1. Trauma such as broken bones or shoulder dislocation. This trauma could be from getting hit by a car or falling down the stairs. But this trauma could also be from tripping on a curb or falling off your bike and dislocating your shoulder, which in this case we must ask why would this relatively small impact cause such severe damage to you when most people survive this trauma injury free?
The answer comes down to what position was your shoulder in when you fell on it? Was it square and balanced supported by strong muscles? Or was it rounded forward and down with little muscular support? In the first case you would probably dust yourself off, get back on your bike, and forget it ever happened. In the second case you might be in agony as you wave down the first car you see to take you to the ER to pop your shoulder back into socket and repair the torn rotator cuff muscles.
a) We think too much running causes knee arthritis, or too much swimming causes rotator cuff tendonitis. If this was true every runner would eventually get knee arthritis and they don't, and every runner who gets knee arthritis would get it in both knees and they don't. If swimming causes rotator cuff tendonitis every swimmer would eventually get tendonitis and they don't, and every swimmer who gets tendonitis would get it in both shoulders and they don't. There must be something else going on.
b) If aging causes degeneration, then every person who is say 60 years old would have degeneration in their shoulder and that just isn't true. There are 30 year olds with shoulder degeneration and 90 year olds without shoulder degeneration. There must be something else going on.
- over-the-counter anti-inflammatory medicines
- physical therapy
- cortisone injections
Over-the-counter anti-inflammatory medicines are treating the symptom of inflammation, but again doing nothing about the cause of the inflammation.
Physical therapy is often focused on the area of symptom and at reducing symptoms, but usually does not look at the underlying cause of the pain and correct it.

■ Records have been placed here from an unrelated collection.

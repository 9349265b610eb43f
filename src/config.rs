//! Configuration: remote API settings from env, wizard defaults from an
//! optional TOML file.
//!
//! Env variables:
//!   API_BASE_URL       : default "http://127.0.0.1:8000"
//!   API_TOKEN          : optional bearer token for the REST API
//!   API_TIMEOUT_SECS   : default 30
//!   WIZARD_CONFIG_PATH : path to TOML overrides for wizard defaults

use serde::Deserialize;
use tracing::{error, info};

/// Settings for the remote REST API client.
#[derive(Clone, Debug)]
pub struct ApiConfig {
  pub base_url: String,
  pub token: Option<String>,
  pub timeout_secs: u64,
}

impl Default for ApiConfig {
  fn default() -> Self {
    Self {
      base_url: "http://127.0.0.1:8000".into(),
      token: None,
      timeout_secs: 30,
    }
  }
}

impl ApiConfig {
  pub fn from_env() -> Self {
    let defaults = Self::default();
    Self {
      base_url: std::env::var("API_BASE_URL").unwrap_or(defaults.base_url),
      token: std::env::var("API_TOKEN").ok().filter(|t| !t.is_empty()),
      timeout_secs: std::env::var("API_TIMEOUT_SECS")
        .ok()
        .and_then(|s| s.parse().ok())
        .unwrap_or(defaults.timeout_secs),
    }
  }
}

/// Tunable defaults for the rubric editor. Overridable per deployment via
/// TOML; the built-in values match the institutional rubric conventions.
#[derive(Clone, Debug, Deserialize)]
#[serde(default)]
pub struct WizardDefaults {
  /// Weight a freshly added criterion starts with (fraction of 1.0).
  pub default_weight: f64,
  /// Name of the starter level on a freshly added criterion.
  pub default_level_name: String,
  /// Starter level min and max score.
  pub default_level_score: f64,
  /// Suggested level vocabulary, best to worst.
  pub level_names: Vec<String>,
}

impl Default for WizardDefaults {
  fn default() -> Self {
    Self {
      default_weight: 0.10,
      default_level_name: "Excelente".into(),
      default_level_score: 3.0,
      level_names: vec![
        "Excelente".into(),
        "Bueno".into(),
        "Regular".into(),
        "Insuficiente".into(),
      ],
    }
  }
}

/// Attempt to load `WizardDefaults` from WIZARD_CONFIG_PATH. On any IO or
/// parsing error, returns None and the caller falls back to the defaults.
pub fn load_wizard_defaults_from_env() -> Option<WizardDefaults> {
  let path = std::env::var("WIZARD_CONFIG_PATH").ok()?;
  match std::fs::read_to_string(&path) {
    Ok(s) => match toml::from_str::<WizardDefaults>(&s) {
      Ok(cfg) => {
        info!(target: "analitica_config", %path, "Loaded wizard defaults (TOML)");
        Some(cfg)
      }
      Err(e) => {
        error!(target: "analitica_config", %path, error = %e, "Failed to parse TOML config");
        None
      }
    },
    Err(e) => {
      error!(target: "analitica_config", %path, error = %e, "Failed to read TOML config file");
      None
    }
  }
}
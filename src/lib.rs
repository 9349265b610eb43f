//! Analítica Académica · Configuration Wizard Core
//!
//! The step-gated configuration flow of the academic-evaluation client:
//! course/topic registration, nested rubric authoring with weight
//! invariants, session-scoped draft persistence, and hand-off to the remote
//! rubric API.
//!
//! The crate owns the wizard's state machine and editing semantics only.
//! Rendering, routing, authentication, and the upload/analysis stages are
//! external collaborators reached through the traits in [`services`] and
//! the store in [`store`].
//!
//! Important env variables:
//!   API_BASE_URL       : REST API root (default "http://127.0.0.1:8000")
//!   API_TOKEN          : optional bearer token
//!   WIZARD_CONFIG_PATH : TOML overrides for editor defaults
//!   LOG_LEVEL          : tracing filter, e.g. "debug" or full directives
//!   LOG_FORMAT         : "pretty" (default) or "json"

pub mod api;
pub mod config;
pub mod domain;
pub mod editor;
pub mod services;
pub mod store;
pub mod telemetry;
pub mod validate;
pub mod view;
pub mod wizard;

pub use config::{ApiConfig, WizardDefaults};
pub use domain::{CriterionDraft, Draft, LevelDraft, RubricDraft, RubricMode};
pub use editor::EditorError;
pub use services::{CourseService, Notifier, RubricService, ServiceError, SessionProvider};
pub use store::{DraftStore, MemoryStore, CONFIG_DATA_KEY};
pub use view::{RenderEffect, StepStatus, WizardView};
pub use wizard::{FinishOutcome, WizardController, WizardError};
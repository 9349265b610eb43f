//! End-to-end wizard flow against mock collaborators: register a course,
//! describe the topic, author a balanced rubric, and finish with a remote
//! submission.

use std::sync::{Arc, Mutex};

use async_trait::async_trait;

use analitica_config::domain::{Curso, Rubrica, RubricaPayload, Usuario};
use analitica_config::{
  CourseService, DraftStore, MemoryStore, Notifier, RubricService, ServiceError, SessionProvider,
  StepStatus, WizardController, WizardDefaults, CONFIG_DATA_KEY,
};

struct FakeRubrics {
  created: Mutex<Vec<RubricaPayload>>,
}

#[async_trait]
impl RubricService for FakeRubrics {
  async fn list(&self) -> Result<Vec<Rubrica>, ServiceError> {
    Ok(Vec::new())
  }

  async fn create(&self, payload: &RubricaPayload) -> Result<Rubrica, ServiceError> {
    analitica_config::services::validate_rubrica_payload(payload)?;
    self.created.lock().unwrap().push(payload.clone());
    Ok(Rubrica {
      id: 42,
      nombre_rubrica: payload.nombre_rubrica.clone(),
      descripcion: Some(payload.descripcion.clone()),
      activo: true,
    })
  }
}

struct FakeCourses;

#[async_trait]
impl CourseService for FakeCourses {
  async fn list_enabled(&self) -> Result<Vec<Curso>, ServiceError> {
    Ok(vec![Curso {
      id: 3,
      nombre: "Metodología de la investigación".into(),
      codigo: "1048".into(),
    }])
  }
}

struct FakeSession;

impl SessionProvider for FakeSession {
  fn current_user(&self) -> Option<Usuario> {
    Some(Usuario {
      nombre: "María de los Ángeles".into(),
      email: "maria@uni.edu".into(),
      rol: "docente".into(),
    })
  }
}

#[derive(Default)]
struct RecordingNotifier {
  errors: Mutex<Vec<String>>,
  successes: Mutex<Vec<String>>,
}

impl Notifier for RecordingNotifier {
  fn show_error(&self, message: &str) {
    self.errors.lock().unwrap().push(message.to_string());
  }

  fn show_success(&self, message: &str) {
    self.successes.lock().unwrap().push(message.to_string());
  }
}

#[tokio::test]
async fn full_configuration_flow_reaches_the_upload_stage() {
  let store = Arc::new(MemoryStore::new());
  let rubrics = Arc::new(FakeRubrics { created: Mutex::new(Vec::new()) });
  let notifier = Arc::new(RecordingNotifier::default());

  let mut ctrl = WizardController::new(
    store.clone(),
    rubrics.clone(),
    Arc::new(FakeCourses),
    Arc::new(FakeSession),
    notifier.clone(),
    WizardDefaults::default(),
  );

  // Step 0: pick the course from the remote catalog.
  let cursos = ctrl.available_courses().await.unwrap();
  ctrl.select_course(&cursos[0]);
  ctrl.set_period("2025-1");
  ctrl.next().unwrap();

  // Step 1: topic details, both fields mandatory.
  assert!(ctrl.next().is_err());
  ctrl.set_topic("Investigación cualitativa");
  ctrl.set_topic_description("Diseño y defensa de un protocolo de investigación");
  ctrl.next().unwrap();

  // Step indicator reflects the walk.
  let view = ctrl.view();
  let statuses: Vec<StepStatus> = view.steps.iter().map(|s| s.status).collect();
  assert_eq!(
    statuses,
    vec![StepStatus::Completed, StepStatus::Completed, StepStatus::Active]
  );

  // Step 2: author a two-criterion rubric, balanced 60/40.
  ctrl.set_rubric_name("Rúbrica de protocolo");
  ctrl.set_rubric_description("Evalúa el protocolo de investigación");
  ctrl.add_criterion();
  for i in 0..2 {
    ctrl.set_criterion_name(i, "Aplicación de conceptos").unwrap();
    ctrl
      .set_criterion_description(i, "Usa los conceptos del curso correctamente")
      .unwrap();
    ctrl.set_level_descriptor(i, 0, "Justifica la problemática").unwrap();
  }
  ctrl.set_criterion_weight_percent(0, 60.0).unwrap();
  let total = ctrl.set_criterion_weight_percent(1, 40.0).unwrap();
  assert_eq!(total, 100);
  ctrl.set_save_rubric(true);

  let outcome = ctrl.finish().await.unwrap();
  assert_eq!(outcome.rubric_id, Some(42));
  assert_eq!(notifier.successes.lock().unwrap().as_slice(), ["Configuración completada"]);

  // The submitted payload uses the backend's field names and orders.
  let sent = rubrics.created.lock().unwrap();
  assert_eq!(sent.len(), 1);
  assert_eq!(sent[0].criterios[0].orden, 1);
  assert_eq!(sent[0].criterios[1].orden, 2);
  assert_eq!(sent[0].criterios[0].niveles[0].nombre_nivel, "Excelente");

  // The persisted draft is ready for the upload stage.
  let blob = store.load(CONFIG_DATA_KEY).unwrap();
  assert_eq!(blob["courseCode"], "1048");
  assert_eq!(blob["rubricId"], 42);
  assert_eq!(blob["instructor"], "María de los Ángeles");
}

#[tokio::test]
async fn draft_survives_a_reload_mid_wizard() {
  let store = Arc::new(MemoryStore::new());
  let rubrics = Arc::new(FakeRubrics { created: Mutex::new(Vec::new()) });

  {
    let mut ctrl = WizardController::new(
      store.clone(),
      rubrics.clone(),
      Arc::new(FakeCourses),
      Arc::new(FakeSession),
      Arc::new(RecordingNotifier::default()),
      WizardDefaults::default(),
    );
    let cursos = ctrl.available_courses().await.unwrap();
    ctrl.select_course(&cursos[0]);
    ctrl.set_period("2024-2");
    ctrl.add_criterion();
  }

  // "Reload": a fresh controller over the same session store.
  let ctrl = WizardController::new(
    store,
    rubrics,
    Arc::new(FakeCourses),
    Arc::new(FakeSession),
    Arc::new(RecordingNotifier::default()),
    WizardDefaults::default(),
  );
  assert_eq!(ctrl.draft().course_code, "1048");
  assert_eq!(ctrl.draft().period, "2024-2");
  assert_eq!(ctrl.draft().rubric.criteria.len(), 2);
}
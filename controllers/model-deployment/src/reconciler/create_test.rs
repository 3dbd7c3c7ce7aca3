use super::Trigger;
use crate::test_utils::{harness, model_deployment};
use cluster_store::StoreError;
use crds::{AutoscalingSpec, ConditionReason, ConditionStatus, DeploymentPhase};

#[tokio::test]
async fn create_provisions_all_children() {
    let h = harness();
    let mut md = model_deployment("iris", 2);
    md.spec.autoscaling = Some(AutoscalingSpec {
        enabled: true,
        ..Default::default()
    });

    let report = h.reconciler.run(&md, Trigger::Create).await;

    assert!(report.result.is_ok());
    assert!(h.workloads.contains("iris-inference"));
    assert!(h.services.contains("iris-service"));
    assert!(h.autoscalers.contains("iris-hpa"));

    let status = report.status.expect("status expected");
    assert_eq!(status.phase, DeploymentPhase::Running);
    assert_eq!(status.deployment_name.as_deref(), Some("iris-inference"));
    assert_eq!(status.observed_generation, Some(1));
}

#[tokio::test]
async fn create_skips_autoscaler_when_disabled() {
    let h = harness();
    let md = model_deployment("iris", 1);

    let report = h.reconciler.run(&md, Trigger::Create).await;

    assert!(report.result.is_ok());
    assert!(h.workloads.contains("iris-inference"));
    assert!(h.autoscalers.is_empty());
}

#[tokio::test]
async fn create_is_idempotent() {
    let h = harness();
    let md = model_deployment("iris", 1);

    let first = h.reconciler.run(&md, Trigger::Create).await;
    let second = h.reconciler.run(&md, Trigger::Create).await;

    assert!(first.result.is_ok());
    assert!(second.result.is_ok());
    assert_eq!(h.workloads.len(), 1);
    assert_eq!(h.services.len(), 1);
}

#[tokio::test]
async fn create_halts_on_first_failure() {
    let h = harness();
    let md = model_deployment("iris", 1);
    h.services.fail_with(StoreError::Api("server error".to_string()));

    let report = h.reconciler.run(&md, Trigger::Create).await;

    assert!(report.result.is_err());
    // The workload sync ran before the failing service sync
    assert!(h.workloads.contains("iris-inference"));
    assert!(h.services.is_empty());

    let status = report.status.expect("status expected");
    assert_eq!(status.phase, DeploymentPhase::Failed);
    let cond = &status.conditions[0];
    assert_eq!(cond.status, ConditionStatus::False);
    assert_eq!(cond.reason, ConditionReason::CreationFailed);
    assert!(cond.message.starts_with("Failed to create resources:"));
    // A failed pass leaves observedGeneration unset so it re-runs as Create
    assert_eq!(status.observed_generation, None);
}

#[tokio::test]
async fn create_race_losing_to_existing_child_still_succeeds() {
    let h = harness();
    let md = model_deployment("iris", 1);
    h.workloads
        .fail_create_with(StoreError::Conflict("iris-inference".to_string()));

    let report = h.reconciler.run(&md, Trigger::Create).await;

    assert!(report.result.is_ok());
    assert!(h.services.contains("iris-service"));
}
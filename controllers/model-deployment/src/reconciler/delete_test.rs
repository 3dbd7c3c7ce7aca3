use super::Trigger;
use crate::test_utils::{harness, model_deployment};
use cluster_store::{ResourceStore, StoreError};
use crds::{AutoscalingSpec, ConditionReason, ConditionStatus, DeploymentPhase};

#[tokio::test]
async fn delete_removes_all_children() {
    let h = harness();
    let mut md = model_deployment("iris", 1);
    md.spec.autoscaling = Some(AutoscalingSpec {
        enabled: true,
        ..Default::default()
    });
    h.reconciler.run(&md, Trigger::Create).await;

    let report = h.reconciler.run(&md, Trigger::Delete).await;

    assert!(report.result.is_ok());
    assert!(report.status.is_none());
    assert!(h.workloads.is_empty());
    assert!(h.services.is_empty());
    assert!(h.autoscalers.is_empty());
}

#[tokio::test]
async fn delete_tolerates_already_missing_children() {
    let h = harness();
    let md = model_deployment("iris", 1);
    // Only the service exists; workload and autoscaler are already gone
    h.reconciler.run(&md, Trigger::Create).await;
    h.workloads.delete("iris-inference").await.unwrap();

    let report = h.reconciler.run(&md, Trigger::Delete).await;

    assert!(report.result.is_ok());
    assert!(h.services.is_empty());
}

#[tokio::test]
async fn delete_of_nothing_succeeds() {
    let h = harness();
    let md = model_deployment("iris", 1);

    let report = h.reconciler.run(&md, Trigger::Delete).await;

    assert!(report.result.is_ok());
}

#[tokio::test]
async fn delete_continues_past_a_failure_and_keeps_first_error() {
    let h = harness();
    let mut md = model_deployment("iris", 1);
    md.spec.autoscaling = Some(AutoscalingSpec {
        enabled: true,
        ..Default::default()
    });
    h.reconciler.run(&md, Trigger::Create).await;
    h.workloads.fail_with(StoreError::Api("workload api down".to_string()));

    let report = h.reconciler.run(&md, Trigger::Delete).await;

    let err = report.result.expect_err("delete should surface the failure");
    assert!(err.to_string().contains("workload api down"));
    // The other kinds were still deleted
    assert!(h.services.is_empty());
    assert!(h.autoscalers.is_empty());
}

#[tokio::test]
async fn failed_delete_reports_failed_phase() {
    let h = harness();
    let md = model_deployment("iris", 1);
    h.reconciler.run(&md, Trigger::Create).await;
    h.services.fail_with(StoreError::Api("service api down".to_string()));

    let report = h.reconciler.run(&md, Trigger::Delete).await;

    assert!(report.result.is_err());
    let status = report.status.expect("failed delete should surface a status");
    assert_eq!(status.phase, DeploymentPhase::Failed);
    let cond = &status.conditions[0];
    assert_eq!(cond.status, ConditionStatus::False);
    assert_eq!(cond.reason, ConditionReason::DeletionFailed);
    assert!(cond.message.starts_with("Failed to delete resources:"));
}
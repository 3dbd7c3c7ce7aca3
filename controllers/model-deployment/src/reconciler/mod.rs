//! Reconciliation passes for ModelDeployment objects.
//!
//! Each pass runs under exactly one trigger. Creation, update and deletion
//! converge child resources toward the spec; drift checks only read the
//! workload and report health. The reconciler itself never touches the
//! ModelDeployment object, it hands a [`PassReport`] back to the watcher,
//! which owns the status write and the requeue decision.

mod create;
mod delete;
mod drift;
mod update;

use crate::error::ControllerError;
use crate::status;
use cluster_store::{KubeStore, ResourceStore};
use crds::{ConditionReason, ModelDeployment, ModelDeploymentStatus};
use k8s_openapi::api::apps::v1::Deployment;
use k8s_openapi::api::autoscaling::v1::HorizontalPodAutoscaler;
use k8s_openapi::api::core::v1::Service;
use kube::Client;
use tracing::error;

/// Why a reconciliation pass is running.
#[derive(Debug, Clone, Copy, PartialEq, Eq)]
pub enum Trigger {
    /// The object has never been fully provisioned.
    Create,
    /// The spec changed since the last successful pass.
    Update,
    /// The object is being removed.
    Delete,
    /// Nothing changed; verify the workload still matches the status.
    DriftCheck,
}

impl Trigger {
    /// Classifies a non-deleting pass from the recorded generation.
    ///
    /// A pass that failed does not record its generation, so the object is
    /// re-classified under the same trigger on the next attempt.
    pub fn classify(md: &ModelDeployment) -> Trigger {
        let observed = md.status.as_ref().and_then(|s| s.observed_generation);
        match observed {
            None => Trigger::Create,
            Some(g) if Some(g) != md.metadata.generation => Trigger::Update,
            Some(_) => Trigger::DriftCheck,
        }
    }
}

/// One store per child resource kind, all scoped to a single namespace.
pub struct ChildStores {
    pub workloads: Box<dyn ResourceStore<Deployment>>,
    pub services: Box<dyn ResourceStore<Service>>,
    pub autoscalers: Box<dyn ResourceStore<HorizontalPodAutoscaler>>,
}

impl ChildStores {
    /// Stores backed by the live cluster.
    pub fn kube(client: Client, namespace: &str) -> Self {
        Self {
            workloads: Box::new(KubeStore::namespaced(client.clone(), namespace)),
            services: Box::new(KubeStore::namespaced(client.clone(), namespace)),
            autoscalers: Box::new(KubeStore::namespaced(client, namespace)),
        }
    }
}

/// Outcome of one reconciliation pass.
///
/// The status is written even when the pass failed, so the object reflects
/// the failure instead of silently staying in its previous phase.
pub struct PassReport {
    pub status: Option<ModelDeploymentStatus>,
    pub result: Result<(), ControllerError>,
}

pub struct Reconciler {
    stores: ChildStores,
}

impl Reconciler {
    pub fn new(stores: ChildStores) -> Self {
        Self { stores }
    }

    /// Runs one pass under the given trigger.
    pub async fn run(&self, md: &ModelDeployment, trigger: Trigger) -> PassReport {
        match trigger {
            Trigger::Create => match self.create(md).await {
                Ok(s) => PassReport {
                    status: Some(s),
                    result: Ok(()),
                },
                Err(e) => {
                    error!("Failed to create resources: {e}");
                    PassReport {
                        status: Some(status::failed(
                            md,
                            ConditionReason::CreationFailed,
                            &format!("Failed to create resources: {e}"),
                        )),
                        result: Err(e),
                    }
                }
            },
            Trigger::Update => match self.update(md).await {
                Ok(s) => PassReport {
                    status: Some(s),
                    result: Ok(()),
                },
                Err(e) => {
                    error!("Failed to update resources: {e}");
                    PassReport {
                        status: Some(status::failed(
                            md,
                            ConditionReason::UpdateFailed,
                            &format!("Failed to update resources: {e}"),
                        )),
                        result: Err(e),
                    }
                }
            },
            Trigger::Delete => match self.delete(md).await {
                Ok(()) => PassReport {
                    status: None,
                    result: Ok(()),
                },
                Err(e) => {
                    error!("Failed to delete resources: {e}");
                    PassReport {
                        status: Some(status::failed(
                            md,
                            ConditionReason::DeletionFailed,
                            &format!("Failed to delete resources: {e}"),
                        )),
                        result: Err(e),
                    }
                }
            },
            Trigger::DriftCheck => match self.drift_check(md).await {
                Ok(status) => PassReport {
                    status,
                    result: Ok(()),
                },
                Err(e) => {
                    error!("Health check failed: {e}");
                    PassReport {
                        status: Some(status::failed(
                            md,
                            ConditionReason::HealthCheckFailed,
                            &format!("Health check failed: {e}"),
                        )),
                        result: Err(e),
                    }
                }
            },
        }
    }
}

/// Name and namespace of the object, required for any pass.
fn identity(md: &ModelDeployment) -> Result<(&str, &str), ControllerError> {
    let name = md
        .metadata
        .name
        .as_deref()
        .ok_or_else(|| ControllerError::InvalidConfig("ModelDeployment missing name".into()))?;
    let namespace = md.metadata.namespace.as_deref().ok_or_else(|| {
        ControllerError::InvalidConfig("ModelDeployment missing namespace".into())
    })?;
    Ok((name, namespace))
}

#[cfg(test)]
mod create_test;
#[cfg(test)]
mod delete_test;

Cortisone injections might relieve inflammation and pain, but again do nothing to address the cause of the inflammation and pain.
Surgery treats the symptom of say a rotator cuff tear, but does not fix the cause of the rotator cuff tear.
As you can easily understand, these "treatments" for shoulder pain might temporarily relief shoulder pain, but do nothing about the underlying cause of the pain. Treatments focused on the symptom will almost always guarantee that the same or a related symptom will reappear and that further tissue damage is occurring.